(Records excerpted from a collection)
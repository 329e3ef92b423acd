/// Utility functions for the FillClass server.
///
/// This module contains helpers for converting between LSP positions and
/// byte offsets, applying engine text changes to a string, and client
/// logging.
use std::ops::Range;

use tower_lsp::lsp_types::{MessageType, Position, TextEdit};

use crate::Backend;
use crate::fill::TextChange;

/// Byte offsets at which each line of `content` starts.
fn line_starts(content: &str) -> Vec<usize> {
    std::iter::once(0)
        .chain(memchr::memchr_iter(b'\n', content.as_bytes()).map(|i| i + 1))
        .collect()
}

/// Convert an LSP position (line, UTF-16 column) to a byte offset.
///
/// Columns past the end of the line clamp to the line end; lines past the
/// end of the document clamp to the document end.
pub fn position_to_offset(content: &str, position: Position) -> usize {
    let starts = line_starts(content);
    let Some(&line_start) = starts.get(position.line as usize) else {
        return content.len();
    };
    let line_end = starts
        .get(position.line as usize + 1)
        .map_or(content.len(), |next| next - 1);
    let line = &content[line_start..line_end];

    let mut units = 0usize;
    for (idx, ch) in line.char_indices() {
        if units >= position.character as usize {
            return line_start + idx;
        }
        units += ch.len_utf16();
    }
    line_end
}

/// Convert a byte offset to an LSP position.
pub fn offset_to_position(content: &str, offset: usize) -> Position {
    let offset = offset.min(content.len());
    let starts = line_starts(content);
    let line = starts.partition_point(|&s| s <= offset) - 1;
    let line_start = starts[line];
    let character: usize = content
        .get(line_start..offset)
        .map_or(0, |prefix| prefix.chars().map(char::len_utf16).sum());
    Position {
        line: line as u32,
        character: character as u32,
    }
}

pub fn to_lsp_range(content: &str, range: &Range<usize>) -> tower_lsp::lsp_types::Range {
    tower_lsp::lsp_types::Range {
        start: offset_to_position(content, range.start),
        end: offset_to_position(content, range.end),
    }
}

/// Engine changes as LSP edits against the unmodified `content`.
pub fn to_text_edits(content: &str, changes: &[TextChange]) -> Vec<TextEdit> {
    changes
        .iter()
        .map(|c| TextEdit {
            range: to_lsp_range(content, &c.range),
            new_text: c.new_text.clone(),
        })
        .collect()
}

/// Apply non-overlapping changes to `source`.
pub fn apply_changes(source: &str, changes: &[TextChange]) -> String {
    let mut sorted: Vec<&TextChange> = changes.iter().collect();
    sorted.sort_by_key(|c| std::cmp::Reverse(c.range.start));
    let mut result = source.to_string();
    for change in sorted {
        result.replace_range(change.range.clone(), &change.new_text);
    }
    result
}

impl Backend {
    pub(crate) async fn log(&self, typ: MessageType, message: String) {
        if let Some(client) = &self.client {
            client.log_message(typ, message).await;
        }
    }
}

#[cfg(test)]
mod tests {
    use super::*;

    #[test]
    fn positions_round_trip_through_offsets() {
        let content = "fun a() {}\n    val x = foo()\n";
        let offset = content.find("foo").unwrap();
        let position = offset_to_position(content, offset);
        assert_eq!(position, Position::new(1, 12));
        assert_eq!(position_to_offset(content, position), offset);
    }

    #[test]
    fn utf16_columns() {
        // 'é' is one UTF-16 unit and two bytes, '𝄞' two units and four bytes.
        let content = "val s = \"é𝄞\"; foo()";
        let offset = content.find("foo").unwrap();
        let position = offset_to_position(content, offset);
        assert_eq!(position.character, 15);
        assert_eq!(position_to_offset(content, position), offset);
    }

    #[test]
    fn positions_clamp() {
        let content = "ab\ncd";
        assert_eq!(position_to_offset(content, Position::new(0, 99)), 2);
        assert_eq!(position_to_offset(content, Position::new(9, 0)), content.len());
        assert_eq!(offset_to_position(content, 99), Position::new(1, 2));
    }

    #[test]
    fn applies_changes_in_any_order() {
        let changes = vec![
            TextChange::insert(0, "import a\n"),
            TextChange::insert(10, "x = 1"),
        ];
        assert_eq!(apply_changes("val v = f()", &changes), "import a\nval v = f(x = 1)");
    }
}
//! The primitive algebra grammars are composed from.
//!
//! Every primitive either consumes input and yields zero or more
//! [`Matched`](crate::Matched) values, or fails. Failure is a local
//! backtracking signal: the enclosing primitive decides whether to try
//! something else at the same position.

use std::ops::BitOr;

use crate::charset::CharSet;

/// A grammar expression over labels of type `L`.
#[derive(Debug, Clone, PartialEq, Eq)]
pub enum Consumer<L> {
    /// Exact text. With `ignore_case`, ASCII letters match either case and the
    /// input's spelling is yielded.
    Literal {
        /// Text to match.
        text: String,
        /// Compare ASCII letters case-insensitively.
        ignore_case: bool,
    },
    /// One character belonging to the set.
    Charset(CharSet),
    /// One character outside the set.
    AnyExcept(CharSet),
    /// Every expression in order; fails as a whole if any fails.
    Sequence(Vec<Consumer<L>>),
    /// First alternative that matches at the current position.
    Choice(Vec<Consumer<L>>),
    /// Greedy repetition, zero or more times.
    ZeroOrMore(Box<Consumer<L>>),
    /// Greedy repetition, at least once.
    OneOrMore(Box<Consumer<L>>),
    /// The expression, or nothing.
    Optional(Box<Consumer<L>>),
    /// Zero-width negative lookahead.
    Not(Box<Consumer<L>>),
    /// Match and drop the produced values.
    Discard(Box<Consumer<L>>),
    /// Match and collapse every produced text into one value.
    Flatten(Box<Consumer<L>>),
    /// Match and wrap the produced values in a labeled node.
    Label(L, Box<Consumer<L>>),
    /// Match and yield the replacement text instead.
    Replace(Box<Consumer<L>>, String),
    /// One or more items separated by a separator whose values are dropped.
    Interleaved {
        /// Expression between two items.
        separator: Box<Consumer<L>>,
        /// Repeated expression.
        item: Box<Consumer<L>>,
    },
}

/// Match `text` exactly.
#[must_use]
pub fn literal<L>(text: impl Into<String>) -> Consumer<L> {
    Consumer::Literal {
        text: text.into(),
        ignore_case: false,
    }
}

/// Match `text` comparing ASCII letters case-insensitively.
#[must_use]
pub fn literal_ignore_case<L>(text: impl Into<String>) -> Consumer<L> {
    Consumer::Literal {
        text: text.into(),
        ignore_case: true,
    }
}

/// Match one character contained in `set`.
#[must_use]
pub fn charset<L>(set: CharSet) -> Consumer<L> {
    Consumer::Charset(set)
}

/// Match one character not contained in `set`.
#[must_use]
pub fn any_except<L>(set: CharSet) -> Consumer<L> {
    Consumer::AnyExcept(set)
}

/// Match `items` one after the other.
#[must_use]
pub fn sequence<L>(items: impl IntoIterator<Item = Consumer<L>>) -> Consumer<L> {
    Consumer::Sequence(items.into_iter().collect())
}

/// Try `alternatives` in order and keep the first match.
#[must_use]
pub fn choice<L>(alternatives: impl IntoIterator<Item = Consumer<L>>) -> Consumer<L> {
    Consumer::Choice(alternatives.into_iter().collect())
}

/// Match `inner` as many times as possible, possibly never.
#[must_use]
pub fn zero_or_more<L>(inner: Consumer<L>) -> Consumer<L> {
    Consumer::ZeroOrMore(Box::new(inner))
}

/// Match `inner` as many times as possible, at least once.
#[must_use]
pub fn one_or_more<L>(inner: Consumer<L>) -> Consumer<L> {
    Consumer::OneOrMore(Box::new(inner))
}

/// Match `inner` if possible without failing otherwise.
#[must_use]
pub fn optional<L>(inner: Consumer<L>) -> Consumer<L> {
    Consumer::Optional(Box::new(inner))
}

/// Succeed without consuming input only where `inner` fails.
#[must_use]
pub fn not<L>(inner: Consumer<L>) -> Consumer<L> {
    Consumer::Not(Box::new(inner))
}

/// Match `inner` and drop what it produced.
#[must_use]
pub fn discard<L>(inner: Consumer<L>) -> Consumer<L> {
    Consumer::Discard(Box::new(inner))
}

/// Match `inner` and join everything it produced into one text value.
#[must_use]
pub fn flatten<L>(inner: Consumer<L>) -> Consumer<L> {
    Consumer::Flatten(Box::new(inner))
}

/// Match `inner` and wrap its values in a node labeled `tag`.
#[must_use]
pub fn label<L>(tag: L, inner: Consumer<L>) -> Consumer<L> {
    Consumer::Label(tag, Box::new(inner))
}

/// Match `from` and yield `to` in its place.
#[must_use]
pub fn replace<L>(from: Consumer<L>, to: impl Into<String>) -> Consumer<L> {
    Consumer::Replace(Box::new(from), to.into())
}

/// Match a non-empty list of `item` separated by `separator`.
#[must_use]
pub fn interleaved<L>(separator: Consumer<L>, item: Consumer<L>) -> Consumer<L> {
    Consumer::Interleaved {
        separator: Box::new(separator),
        item: Box::new(item),
    }
}

impl<L> From<&str> for Consumer<L> {
    fn from(text: &str) -> Self {
        literal(text)
    }
}

/// `a | b` is ordered choice. Chains flatten into one [`Consumer::Choice`].
impl<L> BitOr for Consumer<L> {
    type Output = Self;

    fn bitor(self, rhs: Self) -> Self {
        match self {
            Self::Choice(mut alternatives) => {
                alternatives.push(rhs);
                Self::Choice(alternatives)
            }
            lhs => Self::Choice(vec![lhs, rhs]),
        }
    }
}

#[cfg(test)]
mod tests {
    use super::*;

    #[test]
    fn bitor_chains_into_single_choice() {
        let grammar: Consumer<()> = literal("a") | literal("b") | literal("c");
        assert_eq!(
            grammar,
            Consumer::Choice(vec![literal("a"), literal("b"), literal("c")])
        );
    }

    #[test]
    fn str_converts_into_case_sensitive_literal() {
        let grammar: Consumer<()> = "Feature:".into();
        assert_eq!(
            grammar,
            Consumer::Literal {
                text: "Feature:".into(),
                ignore_case: false,
            }
        );
    }
}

-- WHAT YOU NEED TO DO --
Wherever "either" occurs in the entries above, copy the line it sits on.

-- TASK OUTPUT --
//! Every primitive either consumes input and yields zero or more
    /// Exact text. With `ignore_case`, ASCII letters match either case and the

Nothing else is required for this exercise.